■ **Exercise brief**:
Using the records provided below, locate and copy each line that contains the word "observed".

[Stored items]
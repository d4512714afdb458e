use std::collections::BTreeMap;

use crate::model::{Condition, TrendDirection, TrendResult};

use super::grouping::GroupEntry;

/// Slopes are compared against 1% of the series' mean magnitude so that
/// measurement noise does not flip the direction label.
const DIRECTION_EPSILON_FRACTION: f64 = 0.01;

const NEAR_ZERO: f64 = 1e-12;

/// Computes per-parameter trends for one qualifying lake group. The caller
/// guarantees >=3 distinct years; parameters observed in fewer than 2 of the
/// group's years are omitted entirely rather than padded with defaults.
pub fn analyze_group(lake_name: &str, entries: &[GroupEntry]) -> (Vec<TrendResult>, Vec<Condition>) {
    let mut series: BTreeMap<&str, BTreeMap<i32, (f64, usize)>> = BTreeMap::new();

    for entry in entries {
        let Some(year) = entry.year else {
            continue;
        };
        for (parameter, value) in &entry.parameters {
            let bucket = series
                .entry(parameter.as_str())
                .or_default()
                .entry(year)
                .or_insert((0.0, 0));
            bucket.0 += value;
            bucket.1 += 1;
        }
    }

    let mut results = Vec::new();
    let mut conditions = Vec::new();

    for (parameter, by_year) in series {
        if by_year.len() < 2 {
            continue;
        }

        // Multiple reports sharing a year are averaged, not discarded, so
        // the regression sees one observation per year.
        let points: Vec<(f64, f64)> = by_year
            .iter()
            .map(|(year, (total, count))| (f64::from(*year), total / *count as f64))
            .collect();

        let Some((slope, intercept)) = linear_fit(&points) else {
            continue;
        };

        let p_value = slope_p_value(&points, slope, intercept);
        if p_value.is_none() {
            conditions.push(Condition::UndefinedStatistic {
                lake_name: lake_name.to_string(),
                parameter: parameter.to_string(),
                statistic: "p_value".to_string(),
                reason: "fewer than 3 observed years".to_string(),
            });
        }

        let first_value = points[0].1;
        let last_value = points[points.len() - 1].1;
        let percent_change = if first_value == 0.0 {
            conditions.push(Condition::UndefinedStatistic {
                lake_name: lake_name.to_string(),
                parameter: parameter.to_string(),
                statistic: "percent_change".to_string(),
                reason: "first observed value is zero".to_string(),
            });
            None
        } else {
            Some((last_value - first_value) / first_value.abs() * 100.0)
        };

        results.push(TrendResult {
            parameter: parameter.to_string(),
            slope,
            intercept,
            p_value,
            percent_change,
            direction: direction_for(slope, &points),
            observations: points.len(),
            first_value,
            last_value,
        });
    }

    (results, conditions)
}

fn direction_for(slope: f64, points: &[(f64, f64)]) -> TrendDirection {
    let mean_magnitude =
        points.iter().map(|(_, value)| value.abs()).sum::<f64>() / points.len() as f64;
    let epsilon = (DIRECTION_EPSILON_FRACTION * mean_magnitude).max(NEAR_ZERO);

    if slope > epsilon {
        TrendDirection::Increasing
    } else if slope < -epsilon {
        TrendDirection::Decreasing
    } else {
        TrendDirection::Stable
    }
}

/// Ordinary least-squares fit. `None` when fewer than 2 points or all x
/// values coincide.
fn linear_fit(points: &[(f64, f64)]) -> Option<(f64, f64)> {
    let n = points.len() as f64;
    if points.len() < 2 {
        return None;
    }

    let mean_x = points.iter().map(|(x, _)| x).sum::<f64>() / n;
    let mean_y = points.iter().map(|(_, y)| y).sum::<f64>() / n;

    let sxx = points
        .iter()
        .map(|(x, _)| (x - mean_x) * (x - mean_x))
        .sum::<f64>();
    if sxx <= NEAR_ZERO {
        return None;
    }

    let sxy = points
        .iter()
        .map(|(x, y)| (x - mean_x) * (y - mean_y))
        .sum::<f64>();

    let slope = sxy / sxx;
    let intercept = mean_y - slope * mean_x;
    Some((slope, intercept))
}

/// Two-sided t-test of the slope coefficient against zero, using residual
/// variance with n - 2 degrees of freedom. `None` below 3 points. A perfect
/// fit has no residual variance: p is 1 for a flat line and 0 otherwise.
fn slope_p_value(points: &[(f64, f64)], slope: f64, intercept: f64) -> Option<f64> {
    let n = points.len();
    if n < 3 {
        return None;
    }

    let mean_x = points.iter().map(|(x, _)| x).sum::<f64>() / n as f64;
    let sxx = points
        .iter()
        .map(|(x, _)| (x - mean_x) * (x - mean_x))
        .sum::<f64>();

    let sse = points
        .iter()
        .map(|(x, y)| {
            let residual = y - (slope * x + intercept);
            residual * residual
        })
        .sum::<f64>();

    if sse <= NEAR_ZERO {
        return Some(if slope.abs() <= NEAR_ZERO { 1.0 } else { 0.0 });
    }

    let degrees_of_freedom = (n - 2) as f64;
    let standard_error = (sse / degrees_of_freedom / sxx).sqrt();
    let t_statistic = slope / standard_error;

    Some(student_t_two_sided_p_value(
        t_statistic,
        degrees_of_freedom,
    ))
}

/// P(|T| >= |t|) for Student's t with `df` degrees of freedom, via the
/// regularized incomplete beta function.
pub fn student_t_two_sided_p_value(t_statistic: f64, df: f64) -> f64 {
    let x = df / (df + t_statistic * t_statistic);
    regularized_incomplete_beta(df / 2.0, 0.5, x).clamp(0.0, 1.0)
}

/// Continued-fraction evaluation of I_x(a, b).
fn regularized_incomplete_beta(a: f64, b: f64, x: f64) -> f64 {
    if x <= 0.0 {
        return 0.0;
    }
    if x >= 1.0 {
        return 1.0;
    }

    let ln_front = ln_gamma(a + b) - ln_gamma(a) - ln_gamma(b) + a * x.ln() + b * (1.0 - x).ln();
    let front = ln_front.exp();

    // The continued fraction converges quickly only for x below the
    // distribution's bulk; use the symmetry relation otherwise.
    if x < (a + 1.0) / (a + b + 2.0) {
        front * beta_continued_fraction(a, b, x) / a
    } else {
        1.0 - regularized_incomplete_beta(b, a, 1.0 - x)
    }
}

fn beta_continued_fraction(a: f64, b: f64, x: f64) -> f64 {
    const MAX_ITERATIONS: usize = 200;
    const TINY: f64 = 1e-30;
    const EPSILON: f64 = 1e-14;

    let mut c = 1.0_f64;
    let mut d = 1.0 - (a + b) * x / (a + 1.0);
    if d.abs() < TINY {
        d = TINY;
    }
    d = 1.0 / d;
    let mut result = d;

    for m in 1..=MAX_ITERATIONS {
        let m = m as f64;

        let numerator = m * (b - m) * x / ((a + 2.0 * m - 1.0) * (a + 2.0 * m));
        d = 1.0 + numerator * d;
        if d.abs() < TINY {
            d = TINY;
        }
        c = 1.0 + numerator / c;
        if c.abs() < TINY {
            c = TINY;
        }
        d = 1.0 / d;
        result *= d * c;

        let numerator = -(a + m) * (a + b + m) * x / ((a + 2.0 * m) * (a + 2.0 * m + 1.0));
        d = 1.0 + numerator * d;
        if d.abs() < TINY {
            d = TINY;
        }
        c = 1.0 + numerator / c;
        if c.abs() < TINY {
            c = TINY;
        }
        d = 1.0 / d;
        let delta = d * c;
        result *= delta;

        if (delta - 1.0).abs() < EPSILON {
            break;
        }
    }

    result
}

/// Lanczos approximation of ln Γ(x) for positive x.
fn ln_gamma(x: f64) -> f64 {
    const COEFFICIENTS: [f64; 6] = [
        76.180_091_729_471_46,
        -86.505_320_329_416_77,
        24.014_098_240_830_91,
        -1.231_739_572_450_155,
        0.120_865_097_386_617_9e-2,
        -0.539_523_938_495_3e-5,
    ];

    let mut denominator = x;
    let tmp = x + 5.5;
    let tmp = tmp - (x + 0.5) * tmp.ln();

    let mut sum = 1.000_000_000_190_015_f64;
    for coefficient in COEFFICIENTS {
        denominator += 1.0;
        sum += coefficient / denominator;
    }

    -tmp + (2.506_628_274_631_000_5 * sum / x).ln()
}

...

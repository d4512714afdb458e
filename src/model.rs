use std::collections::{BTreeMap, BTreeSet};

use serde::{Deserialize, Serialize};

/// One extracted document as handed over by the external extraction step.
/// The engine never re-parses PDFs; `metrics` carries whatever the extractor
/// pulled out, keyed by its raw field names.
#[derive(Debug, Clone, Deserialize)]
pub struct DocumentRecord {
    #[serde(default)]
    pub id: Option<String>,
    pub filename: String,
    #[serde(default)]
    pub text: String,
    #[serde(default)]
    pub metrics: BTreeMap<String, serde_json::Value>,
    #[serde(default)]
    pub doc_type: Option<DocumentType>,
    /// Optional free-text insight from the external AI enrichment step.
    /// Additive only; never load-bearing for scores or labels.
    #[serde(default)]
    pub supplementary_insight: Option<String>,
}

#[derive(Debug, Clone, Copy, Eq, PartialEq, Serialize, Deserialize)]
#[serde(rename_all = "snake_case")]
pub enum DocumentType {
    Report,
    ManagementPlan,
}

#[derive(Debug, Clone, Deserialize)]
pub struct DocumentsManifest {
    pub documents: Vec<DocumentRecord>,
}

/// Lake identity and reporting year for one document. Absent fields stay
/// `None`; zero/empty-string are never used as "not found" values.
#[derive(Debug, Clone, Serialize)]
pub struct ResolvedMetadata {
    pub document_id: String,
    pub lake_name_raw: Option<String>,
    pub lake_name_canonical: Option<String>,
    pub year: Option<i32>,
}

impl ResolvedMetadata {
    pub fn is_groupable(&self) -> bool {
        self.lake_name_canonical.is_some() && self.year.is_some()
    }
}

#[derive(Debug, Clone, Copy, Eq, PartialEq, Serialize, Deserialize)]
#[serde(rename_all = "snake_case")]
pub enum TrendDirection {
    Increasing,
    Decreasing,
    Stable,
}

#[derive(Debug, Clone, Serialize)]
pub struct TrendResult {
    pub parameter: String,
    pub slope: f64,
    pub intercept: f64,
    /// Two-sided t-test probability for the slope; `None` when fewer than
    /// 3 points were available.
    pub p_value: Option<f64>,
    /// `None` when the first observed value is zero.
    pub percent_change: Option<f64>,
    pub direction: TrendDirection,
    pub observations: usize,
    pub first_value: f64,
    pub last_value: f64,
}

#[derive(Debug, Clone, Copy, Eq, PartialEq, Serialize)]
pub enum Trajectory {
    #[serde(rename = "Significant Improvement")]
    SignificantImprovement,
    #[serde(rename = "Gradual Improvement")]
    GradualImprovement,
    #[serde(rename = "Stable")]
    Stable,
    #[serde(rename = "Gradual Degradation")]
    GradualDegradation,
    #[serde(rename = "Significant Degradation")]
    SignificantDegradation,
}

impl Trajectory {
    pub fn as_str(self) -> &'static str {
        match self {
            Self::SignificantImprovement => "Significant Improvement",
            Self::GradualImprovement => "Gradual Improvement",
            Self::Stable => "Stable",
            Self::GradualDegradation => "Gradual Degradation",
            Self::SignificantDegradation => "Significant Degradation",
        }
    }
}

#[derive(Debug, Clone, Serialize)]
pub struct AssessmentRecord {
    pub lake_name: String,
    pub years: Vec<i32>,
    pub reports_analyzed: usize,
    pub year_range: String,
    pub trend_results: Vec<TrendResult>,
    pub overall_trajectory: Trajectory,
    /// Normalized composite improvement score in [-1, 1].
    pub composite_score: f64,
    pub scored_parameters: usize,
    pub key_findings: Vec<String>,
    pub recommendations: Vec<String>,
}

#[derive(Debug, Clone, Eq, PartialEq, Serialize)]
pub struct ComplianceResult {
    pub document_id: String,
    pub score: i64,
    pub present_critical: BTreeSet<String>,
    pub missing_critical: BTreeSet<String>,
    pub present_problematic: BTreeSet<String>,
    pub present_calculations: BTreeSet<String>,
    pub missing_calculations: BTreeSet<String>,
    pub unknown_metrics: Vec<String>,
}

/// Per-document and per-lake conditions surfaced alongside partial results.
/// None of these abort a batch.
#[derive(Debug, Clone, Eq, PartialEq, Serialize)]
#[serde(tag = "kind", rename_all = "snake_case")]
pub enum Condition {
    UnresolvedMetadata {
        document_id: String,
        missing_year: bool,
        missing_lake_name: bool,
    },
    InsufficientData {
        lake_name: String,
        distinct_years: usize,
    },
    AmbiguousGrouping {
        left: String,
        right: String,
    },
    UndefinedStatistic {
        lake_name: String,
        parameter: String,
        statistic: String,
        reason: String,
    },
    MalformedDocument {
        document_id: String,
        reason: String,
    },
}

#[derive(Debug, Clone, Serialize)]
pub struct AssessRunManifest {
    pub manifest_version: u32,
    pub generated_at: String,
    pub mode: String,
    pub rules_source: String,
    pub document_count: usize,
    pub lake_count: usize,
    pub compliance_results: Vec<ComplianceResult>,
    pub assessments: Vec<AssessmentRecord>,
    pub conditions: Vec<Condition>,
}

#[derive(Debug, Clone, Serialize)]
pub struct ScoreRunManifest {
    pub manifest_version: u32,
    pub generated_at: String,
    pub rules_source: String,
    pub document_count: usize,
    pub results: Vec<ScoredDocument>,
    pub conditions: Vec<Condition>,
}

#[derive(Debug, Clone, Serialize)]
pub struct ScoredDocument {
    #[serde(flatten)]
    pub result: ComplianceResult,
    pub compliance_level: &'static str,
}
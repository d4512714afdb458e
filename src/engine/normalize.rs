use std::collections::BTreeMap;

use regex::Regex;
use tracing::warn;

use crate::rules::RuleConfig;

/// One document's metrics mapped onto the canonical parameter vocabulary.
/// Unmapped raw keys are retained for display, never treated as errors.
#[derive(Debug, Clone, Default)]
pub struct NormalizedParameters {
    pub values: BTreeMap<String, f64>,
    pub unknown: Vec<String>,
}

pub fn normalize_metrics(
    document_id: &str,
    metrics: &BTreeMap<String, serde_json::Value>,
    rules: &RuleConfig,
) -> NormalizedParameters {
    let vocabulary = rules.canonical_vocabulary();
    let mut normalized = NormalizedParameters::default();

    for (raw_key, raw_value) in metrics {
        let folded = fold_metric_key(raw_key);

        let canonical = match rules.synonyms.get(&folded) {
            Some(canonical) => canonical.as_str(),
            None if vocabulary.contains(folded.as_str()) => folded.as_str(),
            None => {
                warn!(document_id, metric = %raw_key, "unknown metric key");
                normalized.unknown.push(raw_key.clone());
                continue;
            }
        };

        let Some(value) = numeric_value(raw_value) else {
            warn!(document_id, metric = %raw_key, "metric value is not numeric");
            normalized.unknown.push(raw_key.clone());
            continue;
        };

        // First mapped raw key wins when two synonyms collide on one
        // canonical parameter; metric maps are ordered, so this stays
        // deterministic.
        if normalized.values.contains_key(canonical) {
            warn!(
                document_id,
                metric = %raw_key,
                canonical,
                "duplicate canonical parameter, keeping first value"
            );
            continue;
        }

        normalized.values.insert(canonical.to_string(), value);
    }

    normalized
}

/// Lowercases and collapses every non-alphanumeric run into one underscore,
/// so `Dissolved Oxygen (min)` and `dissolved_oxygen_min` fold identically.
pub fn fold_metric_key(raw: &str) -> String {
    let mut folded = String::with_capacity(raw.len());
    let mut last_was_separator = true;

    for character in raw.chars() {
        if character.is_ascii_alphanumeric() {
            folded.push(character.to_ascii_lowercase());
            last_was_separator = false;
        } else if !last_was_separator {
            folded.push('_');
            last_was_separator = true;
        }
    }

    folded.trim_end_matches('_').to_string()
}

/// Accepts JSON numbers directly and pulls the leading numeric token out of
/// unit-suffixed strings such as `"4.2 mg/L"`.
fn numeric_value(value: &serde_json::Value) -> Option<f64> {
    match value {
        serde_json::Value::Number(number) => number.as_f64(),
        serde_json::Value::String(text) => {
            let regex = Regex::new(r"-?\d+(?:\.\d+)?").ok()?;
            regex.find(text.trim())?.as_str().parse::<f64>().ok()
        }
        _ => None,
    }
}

■ **Solution**:
/// guarantees >=3 distinct years; parameters observed in fewer than 2 of the
                reason: "fewer than 3 observed years".to_string(),
                reason: "first observed value is zero".to_string(),
    /// `None` when the first observed value is zero.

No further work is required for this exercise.